# Predicción de generos de libros basados en el resumen

A continaución se decribe la técnica de text mining aplicada al objetivo de conseguir predicciones lo más certeras posibles en el género de un libro. Inicialmente se trata de generar un único género. La técnica aplicada es word embedding [tutorial](https://www.tensorflow.org/tutorials/text/word_embeddings#word_embeddings_2)

In [None]:
#from google.colab import drive
#drive.mount('/content/drive')

In [None]:
import tensorflow as tf
import pandas as pd
import numpy as np
import io
import matplotlib.pyplot as plt

from tensorflow.keras import Model, Sequential
from tensorflow.keras.layers import Activation, Dense, Embedding, GlobalAveragePooling1D, Dropout
from tensorflow.keras.layers.experimental.preprocessing import TextVectorization

In [None]:
# Variables generales del modelo
BATCH_SIZE = 32
VOCAB_SIZE = 12000
SEQUENCE_LENGTH = 150
EMBEDDING_DIM = 128
EPOCHS = 2
N_GRAMS = 5

## Paso 1: Carga de datos preprocesados

In [None]:
# Se cargan los datos para la predicción de un género
data = pd.read_csv('./datos/datos_p1.csv')

In [None]:
display(data)

Se calcula el número de generos totales

In [None]:
genres = np.unique(data['Main Genre'])
num_genres = len(genres)

# Se muestran los 5 primeros generos
print("Los 5 primeros generos son: " + str(genres[:5]))
print("Y hay un total de: " + str(num_genres))

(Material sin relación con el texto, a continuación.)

//! Relative Strength Index mean reversion

use super::{Signal, Strategy};
use rust_decimal::Decimal;
use rust_decimal_macros::dec;

/// Buys oversold and sells overbought readings
#[derive(Debug, Clone)]
pub struct Rsi {
    pub period: usize,
    pub oversold: Decimal,
    pub overbought: Decimal,
}

impl Rsi {
    pub fn new(period: usize, oversold: Decimal, overbought: Decimal) -> Self {
        Self {
            period,
            oversold,
            overbought,
        }
    }

    /// RSI from simple averages of the last `period` close-to-close changes
    ///
    /// Returns 50 without enough history and 100 when there were no losses.
    pub fn calculate_rsi(&self, history: &[Decimal]) -> Decimal {
        if self.period == 0 || history.len() < self.period + 1 {
            return dec!(50);
        }

        let window = &history[history.len() - self.period - 1..];
        let (gains, losses) = window
            .windows(2)
            .map(|pair| pair[1] - pair[0])
            .fold((Decimal::ZERO, Decimal::ZERO), |(g, l), delta| {
                if delta > Decimal::ZERO {
                    (g + delta, l)
                } else {
                    (g, l - delta)
                }
            });

        let period = Decimal::from(self.period);
        let avg_gain = gains / period;
        let avg_loss = losses / period;

        if avg_loss.is_zero() {
            return dec!(100);
        }

        let rs = avg_gain / avg_loss;
        dec!(100) - dec!(100) / (Decimal::ONE + rs)
    }
}

impl Default for Rsi {
    fn default() -> Self {
        Self::new(14, dec!(30), dec!(70))
    }
}

impl Strategy for Rsi {
    fn signal(&self, history: &[Decimal]) -> Signal {
        let rsi = self.calculate_rsi(history);
        if rsi < self.oversold {
            Signal::Buy
        } else if rsi > self.overbought {
            Signal::Sell
        } else {
            Signal::Hold
        }
    }

    fn name(&self) -> &'static str {
        "rsi"
    }
}
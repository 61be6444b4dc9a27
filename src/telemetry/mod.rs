//! Telemetry module
//!
//! Structured logging for backtest runs

mod logging;

pub use logging::init_logging;

use crate::config::TelemetryConfig;

/// Initialize logging from config
pub fn init_telemetry(config: &TelemetryConfig) -> anyhow::Result<()> {
    init_logging(&config.log_level, config.log_format)
}
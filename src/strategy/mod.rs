//! Trading strategies
//!
//! Every strategy maps the close history seen so far to a [`Signal`]. The
//! backtester only ever passes a prefix ending at the current bar, so a
//! strategy cannot see future prices.

mod momentum;
mod moving_average;
mod rsi;
mod types;

pub use momentum::Momentum;
pub use moving_average::MovingAverageCrossover;
pub use rsi::Rsi;
pub use types::Signal;

use crate::config::{StrategyConfig, StrategyKind};
use rust_decimal::Decimal;

/// Trait for signal generators
pub trait Strategy: Send + Sync {
    /// Signal for the last element of `history` (closes, oldest first)
    fn signal(&self, history: &[Decimal]) -> Signal;

    /// Get the strategy name
    fn name(&self) -> &'static str;
}

/// Create a strategy based on configuration
pub fn create_strategy(config: &StrategyConfig) -> Box<dyn Strategy> {
    match config.kind {
        StrategyKind::MovingAverage => Box::new(MovingAverageCrossover::new(
            config.short_window,
            config.long_window,
        )),
        StrategyKind::Momentum => Box::new(Momentum::new(config.lookback, config.threshold)),
        StrategyKind::Rsi => Box::new(Rsi::new(
            config.rsi_period,
            config.oversold,
            config.overbought,
        )),
    }
}

/// Arithmetic mean, 0 for an empty slice
pub(crate) fn mean(values: &[Decimal]) -> Decimal {
    if values.is_empty() {
        return Decimal::ZERO;
    }
    values.iter().sum::<Decimal>() / Decimal::from(values.len())
}

#[cfg(test)]
mod tests {
    use super::*;
    use rust_decimal_macros::dec;

    #[test]
    fn test_mean() {
        assert_eq!(mean(&[dec!(1), dec!(2), dec!(3), dec!(4)]), dec!(2.5));
        assert_eq!(mean(&[]), dec!(0));
    }

    #[test]
    fn test_create_strategy_by_kind() {
        let mut config = StrategyConfig::default();
        assert_eq!(create_strategy(&config).name(), "moving_average");

        config.kind = StrategyKind::Momentum;
        assert_eq!(create_strategy(&config).name(), "momentum");

        config.kind = StrategyKind::Rsi;
        assert_eq!(create_strategy(&config).name(), "rsi");
    }

    #[test]
    fn test_created_strategy_uses_config_windows() {
        let config = StrategyConfig {
            short_window: 2,
            long_window: 3,
            ..StrategyConfig::default()
        };
        let strategy = create_strategy(&config);

        assert_eq!(strategy.signal(&[dec!(1), dec!(2)]), Signal::Hold);
        assert_eq!(strategy.signal(&[dec!(1), dec!(2), dec!(3)]), Signal::Buy);
    }
}
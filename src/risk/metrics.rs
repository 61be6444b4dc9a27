//! Return-series risk statistics
//!
//! Pure functions over return or value series. Degenerate inputs resolve to
//! zero so a simulation never stops on a statistic.

use rust_decimal::Decimal;

/// Trading days used to de-annualize the risk-free rate
pub const TRADING_DAYS_PER_YEAR: f64 = 252.0;

/// Annual risk-free rate used when none is configured
pub const DEFAULT_RISK_FREE_RATE: f64 = 0.02;

/// Tail fraction used for historical VaR when none is configured
pub const DEFAULT_VAR_CONFIDENCE: f64 = 0.05;

/// Historical-simulation Value-at-Risk
///
/// Sorts `returns` ascending and returns the element at index
/// `floor(n * confidence_level)`, clamped to the last element. With
/// `confidence_level = 0.05` and 100 returns this is the 6th-worst return
/// (index 5), not the 5th. Empty input yields 0.
pub fn value_at_risk(returns: &[f64], confidence_level: f64) -> f64 {
    if returns.is_empty() {
        return 0.0;
    }

    let mut sorted = returns.to_vec();
    sorted.sort_by(f64::total_cmp);

    // `as usize` saturates negative values to 0
    let index = (sorted.len() as f64 * confidence_level).floor() as usize;
    sorted[index.min(sorted.len() - 1)]
}

/// Per-period Sharpe ratio
///
/// Numerator is the mean of `returns` minus `risk_free_rate / 252`. The
/// denominator is the population standard deviation of the raw returns, not
/// of the excess returns. Fewer than 2 returns or zero deviation yields 0.
pub fn sharpe_ratio(returns: &[f64], risk_free_rate: f64) -> f64 {
    if returns.len() < 2 {
        return 0.0;
    }

    let n = returns.len() as f64;
    let daily_rf = risk_free_rate / TRADING_DAYS_PER_YEAR;
    let mean_excess = returns.iter().map(|r| r - daily_rf).sum::<f64>() / n;

    let mean = returns.iter().sum::<f64>() / n;
    let variance = returns.iter().map(|r| (r - mean).powi(2)).sum::<f64>() / n;
    let std_dev = variance.sqrt();

    if std_dev > 0.0 {
        mean_excess / std_dev
    } else {
        0.0
    }
}

/// Largest fractional decline from a running peak
///
/// The first value seeds the peak. Fewer than 2 values yields 0, and
/// non-positive peaks are skipped.
pub fn max_drawdown(values: &[Decimal]) -> Decimal {
    if values.len() < 2 {
        return Decimal::ZERO;
    }

    let mut peak = values[0];
    let mut max_dd = Decimal::ZERO;

    for &value in &values[1..] {
        if value > peak {
            peak = value;
        } else if peak > Decimal::ZERO {
            let drawdown = (peak - value) / peak;
            max_dd = max_dd.max(drawdown);
        }
    }

    max_dd
}
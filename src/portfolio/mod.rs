//! Portfolio ledger
//!
//! Cash, whole-share positions, and the fill log

mod ledger;
mod types;

pub use ledger::Portfolio;
pub use types::{PortfolioError, PortfolioSummary, Trade, TradeAction};
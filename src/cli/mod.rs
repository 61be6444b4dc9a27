//! CLI interface for backtest-lab
//!
//! Provides subcommands for:
//! - `backtest`: Run a strategy over CSV or synthetic data
//! - `generate`: Write a synthetic price series to CSV
//! - `config`: Show effective configuration

mod backtest;
mod generate;

pub use backtest::{load_series, BacktestArgs, OutputFormat, StrategyArg};
pub use generate::GenerateArgs;

use clap::{Parser, Subcommand};

#[derive(Parser, Debug)]
#[command(name = "backtest-lab")]
#[command(about = "Daily-bar strategy backtester with risk-based position sizing")]
#[command(version)]
pub struct Cli {
    #[command(subcommand)]
    pub command: Commands,

    /// Path to configuration file
    #[arg(short, long, global = true, default_value = "config.toml")]
    pub config: String,
}

#[derive(Subcommand, Debug)]
pub enum Commands {
    /// Run a backtest and print the results
    Backtest(BacktestArgs),
    /// Write synthetic daily bars to CSV
    Generate(GenerateArgs),
    /// Show effective configuration
    Config,
}
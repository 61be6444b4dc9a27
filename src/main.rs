use backtest_lab::cli::{Cli, Commands};
use backtest_lab::config::Config;
use clap::Parser;

fn main() -> anyhow::Result<()> {
    let cli = Cli::parse();

    // Load configuration
    let config = Config::load(&cli.config).unwrap_or_else(|e| {
        eprintln!("Warning: Could not load config from {}: {}", cli.config, e);
        eprintln!("Using default configuration");
        Config::default()
    });

    // Initialize telemetry
    backtest_lab::telemetry::init_telemetry(&config.telemetry)?;

    match cli.command {
        Commands::Backtest(args) => {
            tracing::info!("Starting backtest");
            args.execute(&config)?;
        }
        Commands::Generate(args) => {
            args.execute(&config)?;
        }
        Commands::Config => {
            println!("# Effective configuration");
            print!("{}", toml::to_string_pretty(&config)?);
        }
    }

    Ok(())
}
//! Backtesting module
//!
//! Replays a daily close series through a strategy, sizing entries with the
//! risk manager and booking fills on a cash portfolio.

mod analytics;
mod simulator;

pub use analytics::{period_returns, win_rate, BacktestResult};
pub use simulator::{Backtester, PositionState};

use thiserror::Error;

/// Backtest errors
#[derive(Debug, Error)]
pub enum BacktestError {
    /// Settings that make the run meaningless
    #[error("Invalid backtest configuration: {0}")]
    InvalidConfig(String),
}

Se realiza una aleatorización de los datos para evitar posibles sesgos

In [None]:
data = data.sample(frac=1).reset_index(drop=True)

Se realiza una vectorización de las salidas 

In [None]:
label_vector = []
for i, label in enumerate(data["Main Genre"].values):
    label_vector.append([])
    for genre in genres:
        if label == genre:
            label_vector[i].append(1)
        else:
            label_vector[i].append(0)

label_vector = np.array(label_vector)

In [None]:
label_vector.shape

In [None]:
label_vector[0]

División de los datos en conjuntos de entrenamiento y test

In [None]:
train_size = (int)(0.7*data.shape[0])
train_X = data["Description"][:train_size].values
train_y = label_vector[:train_size]
test_X = data["Description"][train_size:].values
test_y = label_vector[train_size:]

In [None]:
# Se transforman los conjuntos al formato solicitado por tensorflow
train_dataset = tf.data.Dataset.from_tensor_slices((train_X, train_y)).batch(10)
test_dataset = tf.data.Dataset.from_tensor_slices((test_X, test_y)).batch(10)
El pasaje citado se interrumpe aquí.